I set up a project that explains this concept better, sorry this was so confusing: Internatal String Localization Database Management System
I am new to rust, not programming, and Localization is always been a pain, so the first thing I want to learn about is how to localize my app and documentation, but currently, I do not see a clear path, since the documentation using cargo doc also needs to be localized.
I found Redox-OS and found out they need a localization system, and this is where the problem comes in, looking at solutions, currently, they all require API breakage, so I think I have a better solution, but I need to find out if it is possible, and can it get support to make it happen.
I have the full text of what I will talk about below, here at my Github Repository
I want to focus on a way that does not require any API changes to use this system of Localization System for Strings, that works for cargo doc, as well as any rust app, with no API changes, does not seem possible, with the current methods, so a new method is required, so let me give an example.
When I declare a string that needs to be localized, I run into this issue, for example, I want to add a button that needs to be localized, but all my code looks like this:
let selector = Selector::from("button");
The word "button", is the only reference I have to this text that needs to be localized, and I do not want to break this API, by having to make it look like this:
let selector = Selector::from(localize_this("button"));
The drawback of this approach of calling a function to localize a string is that it has to make a call to it, every time it creates this object,
and what happens if it breaks, or takes to long,
not to mention this does not even help me with cargo doc,
so I have a totally different approach, that I would like to propose to the Rust Community.
In the example of let selector = Selector::from("button");
the compiler can follow the quoted text back to the variable it is assigned to, the compiler will overwrite a po file on a full build, for later processing, so all it needs to do is create the po file, and append to the po file, this does not seem like a hard function to write, and it does not require a lot of processing, so minimal impact on the compiler, and can be off by default, so there is no impact by default.
Normally these files are called a po file, and I see no reason to name it differently, just because the format is enhanced. This po file will have extra schema, besides the normal msgid and msgstr, we want to track this variable name, and the file and path it is in, so now I have all the data I need to localize my strings, and they are stored in maybe an XML file, with attributes for the data-types for the msgid, msgstr, path, and other properties you might want to track, to make it easier for the Translator, and programmers, to translate this later.

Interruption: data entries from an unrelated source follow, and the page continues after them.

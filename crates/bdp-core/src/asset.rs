//! Asset descriptors built from a file's leading metadata block.

use crate::asset_name::AssetName;
use crate::error::{CoreError, CoreResult};
use crate::identifier::validate_identifier;
use crate::metadata::{parse_metadata_lines, split_metadata_block, Metadata};
use serde::{Deserialize, Serialize};
use std::fmt;
use std::path::{Path, PathBuf};

/// Execution strategy of an asset, chosen by file extension
#[derive(Debug, Clone, Copy, PartialEq, Eq, Hash, PartialOrd, Ord, Serialize, Deserialize)]
#[serde(rename_all = "lowercase")]
pub enum AssetKind {
    /// `.sql`: a query whose result replaces the target table
    Query,
    /// `.rs`: a compiled-in function returning a frame
    Transform,
    /// `.sh`: an external script that creates the table itself
    Script,
}

impl AssetKind {
    /// Map a file extension (without the dot) to a kind.
    pub fn from_extension(ext: &str) -> Option<Self> {
        match ext {
            "sql" => Some(Self::Query),
            "rs" => Some(Self::Transform),
            "sh" => Some(Self::Script),
            _ => None,
        }
    }

    /// Map a path to a kind by its extension.
    pub fn from_path(path: &Path) -> Option<Self> {
        path.extension()
            .and_then(|e| e.to_str())
            .and_then(Self::from_extension)
    }

    /// Line-comment prefix used for the metadata block.
    pub fn comment_prefix(self) -> &'static str {
        match self {
            Self::Query => "--",
            Self::Transform => "//",
            Self::Script => "#",
        }
    }

    /// Short lowercase label.
    pub fn as_str(self) -> &'static str {
        match self {
            Self::Query => "query",
            Self::Transform => "transform",
            Self::Script => "script",
        }
    }
}

impl fmt::Display for AssetKind {
    fn fmt(&self, f: &mut fmt::Formatter<'_>) -> fmt::Result {
        f.write_str(self.as_str())
    }
}

/// A discovered asset. Built once per run from its file and never mutated.
#[derive(Debug, Clone)]
pub struct Asset {
    /// Qualified `schema.table` name
    pub name: AssetName,

    /// Backing file
    pub path: PathBuf,

    /// Execution strategy
    pub kind: AssetKind,

    /// Raw file contents as read during discovery
    pub source: String,

    /// Optional free-text description
    pub description: Option<String>,

    /// Dependencies in declaration order, duplicates removed
    pub depends: Vec<AssetName>,

    /// Every metadata key parsed from the file
    pub metadata: Metadata,

    body_offset: usize,
}

impl Asset {
    /// Read `path` and build its descriptor.
    pub fn from_file(path: &Path, namespace: &str) -> CoreResult<Self> {
        let kind = AssetKind::from_path(path).ok_or_else(|| CoreError::UnsupportedAsset {
            path: path.display().to_string(),
        })?;
        let source = std::fs::read_to_string(path).map_err(|e| CoreError::IoWithPath {
            path: path.display().to_string(),
            source: e,
        })?;
        Self::from_source(path.to_path_buf(), kind, source, namespace)
    }

    /// Build a descriptor from already-read source text.
    pub fn from_source(
        path: PathBuf,
        kind: AssetKind,
        source: String,
        namespace: &str,
    ) -> CoreResult<Self> {
        let block = split_metadata_block(&source, kind.comment_prefix());
        let metadata = parse_metadata_lines(&block.lines, namespace, &path)?;
        if metadata.is_empty() {
            return Err(CoreError::MissingMetadata {
                path: path.display().to_string(),
                namespace: namespace.to_string(),
            });
        }

        let schema = metadata.single("schema", &path).map_err(|e| qualify_key(e, namespace))?;
        let table = metadata.single("name", &path).map_err(|e| qualify_key(e, namespace))?;
        validate_identifier(schema, "schema", &path)?;
        validate_identifier(table, "table", &path)?;
        let name = AssetName::new(schema, table).ok_or_else(|| CoreError::InvalidIdentifier {
            path: path.display().to_string(),
            label: "asset".to_string(),
            value: format!("{}.{}", schema, table),
        })?;

        let description = metadata
            .optional_single("description", &path)
            .map_err(|e| qualify_key(e, namespace))?
            .map(str::to_string);

        let declared = parse_dependencies(metadata.get("depends").unwrap_or_default(), &path)?;
        let mut depends: Vec<AssetName> = Vec::with_capacity(declared.len());
        for dep in declared {
            if !depends.contains(&dep) {
                depends.push(dep);
            }
        }

        let body_offset = block.body_offset;
        Ok(Self {
            name,
            path,
            kind,
            source,
            description,
            depends,
            metadata,
            body_offset,
        })
    }

    /// Schema the asset materializes into.
    pub fn schema(&self) -> &str {
        self.name.schema()
    }

    /// Table the asset materializes into.
    pub fn table(&self) -> &str {
        self.name.table()
    }

    /// Source text after the metadata block.
    pub fn body(&self) -> &str {
        &self.source[self.body_offset..]
    }
}

/// Split `depends` values on commas and validate each reference.
///
/// Returns every reference in declaration order, duplicates included.
pub fn parse_dependencies(values: &[String], path: &Path) -> CoreResult<Vec<AssetName>> {
    let mut deps = Vec::new();
    for raw in values {
        for part in raw.split(',').map(str::trim).filter(|p| !p.is_empty()) {
            let (schema, table) = match part.split_once('.') {
                Some((schema, table)) if !table.contains('.') => (schema, table),
                _ => {
                    return Err(CoreError::InvalidDependency {
                        path: path.display().to_string(),
                        value: part.to_string(),
                    })
                }
            };
            validate_identifier(schema, "schema", path)?;
            validate_identifier(table, "table", path)?;
            if let Some(name) = AssetName::new(schema, table) {
                deps.push(name);
            }
        }
    }
    Ok(deps)
}

/// Prefix metadata-key errors with the namespace so messages read
/// `dataset.name` instead of a bare `name`.
fn qualify_key(err: CoreError, namespace: &str) -> CoreError {
    match err {
        CoreError::MissingMetadataKey { path, key } => CoreError::MissingMetadataKey {
            path,
            key: format!("{}.{}", namespace, key),
        },
        CoreError::DuplicateMetadataKey { path, key } => CoreError::DuplicateMetadataKey {
            path,
            key: format!("{}.{}", namespace, key),
        },
        CoreError::EmptyMetadataValue { path, key } => CoreError::EmptyMetadataValue {
            path,
            key: format!("{}.{}", namespace, key),
        },
        other => other,
    }
}

#[cfg(test)]
#[path = "asset_test.rs"]
mod tests;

The compiler will need a switch to compile these po files (--po), into mo files, only I will not be using that strategy, instead, it will optimize it, removing redundant msgid, creating a dif file, that is compared to any existing dif file, so it can upgrade it, so you do not lose any translations already made, and it creates a new po file with this data, and using a code generator, it will create an rs file, with one public function, that is a mapped array, using the msgid as a key, as such, whenever the variable is read, it needs to read from this function, using the msgid as the key to the mapped array, this is a simpy getter function, and requires no code change in my example to work, it is all done by the compiler itself.
I was thinking this function library, can be a static or dynamic library, making it easy to localize, just name the files according to their country code, and you can unload, and reload it again to make changes, or to load another language at run-time.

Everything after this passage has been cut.